The Chinese Exclusion Act of 1882 largely limited mainland China’s influence on the cuisine. But it did not stymie the expansion of Chinese restaurants in America, which continued to proliferate in cities and suburbs. Chinese chefs adopted ingredients that had become fashionable in the United States, such as broccoli. The Tiki-bar craze of the mid-20th century, which fetishized an imagined South Pacific landscape, trickled into American Chinese restaurants by way of appetizers like crab Rangoon.

The Immigration and Nationality Act of 1965 ushered in a new wave of immigrants from China and Taiwan, including trained cooks who introduced American diners to a broader variety of regional cuisines, and expanded the repertoire of Chinese food enjoyed in the United States.

“All the sudden you’re getting what you might call authentic Cantonese food from Hong Kong,” Chan said. Yet even as they introduced dishes from provinces like Hunan and Sichuan (and opened restaurants bearing those names), catering to local palates often meant adapting them beyond recognition — a kung pao chicken that’s more sweet than spicy, or a deep-fried cashew chicken born out of a Springfield, Missouri, restaurateur’s failure to tempt residents with Cantonese seafood dishes.

“Chinese restaurant owners are very resourceful,” said Chan. “They were able to find their niche quickly and roll with the times.”

The emphasis on takeout and delivery was just another way these restaurateurs’ tried to “meet Americans where they were,” Lee said. In the 1970s and ’80s, the American family increasingly consisted of two working parents who sought convenient meals. While takeout options were largely limited to pizza and fast food, Chinese restaurants offered families more variety and healthier options, like shrimp with snow peas and beef with broccoli, Lee said.
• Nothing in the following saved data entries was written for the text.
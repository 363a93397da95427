//! SHA-256, used only to derive the BIP-39 checksum byte.

use sha2::{Digest, Sha256};

/// Computes the SHA-256 digest of `bytes`.
#[must_use]
pub fn sha256(bytes: &[u8]) -> [u8; 32] {
    let mut hasher = Sha256::new();
    hasher.update(bytes);
    hasher.finalize().into()
}
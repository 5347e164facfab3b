//! Autosave debounce: fire once after a quiet period following the last edit.

use std::time::Duration;
use tokio::time::Instant;

#[derive(Debug, Clone)]
pub struct Debounce {
    quiet: Duration,
    deadline: Option<Instant>,
}

impl Debounce {
    pub fn new(quiet: Duration) -> Self {
        Self {
            quiet,
            deadline: None,
        }
    }

    /// Restart the quiet period from now.
    pub fn schedule(&mut self) {
        self.deadline = Some(Instant::now() + self.quiet);
    }

    pub fn cancel(&mut self) {
        self.deadline = None;
    }

    pub fn deadline(&self) -> Option<Instant> {
        self.deadline
    }

    pub fn is_scheduled(&self) -> bool {
        self.deadline.is_some()
    }

    /// Consume the deadline if it has passed.
    pub fn take_due(&mut self) -> bool {
        match self.deadline {
            Some(deadline) if deadline <= Instant::now() => {
                self.deadline = None;
                true
            }
            _ => false,
        }
    }

    /// Sleep until the deadline, if one is set. Returns immediately otherwise.
    pub async fn wait(&self) {
        if let Some(deadline) = self.deadline {
            tokio::time::sleep_until(deadline).await;
        }
    }
}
With the cuisine’s growth came backlash. The “Chinese-restaurant syndrome” hoax has long fueled stigma regarding the consumption of Chinese food and monosodium glutamate (MSG) — a flavor enhancer used in most processed foods. While some Chinese American restaurateurs have struggled to shake off assumptions of American Chinese food as cheap and inauthentic, and others have chosen to break from the takeout model and go upscale, the owners and chefs at Lazy Susan, Lucky Danger, Mamahuhu and Nice Day are proud of the cuisine’s affordable and accessible legacy.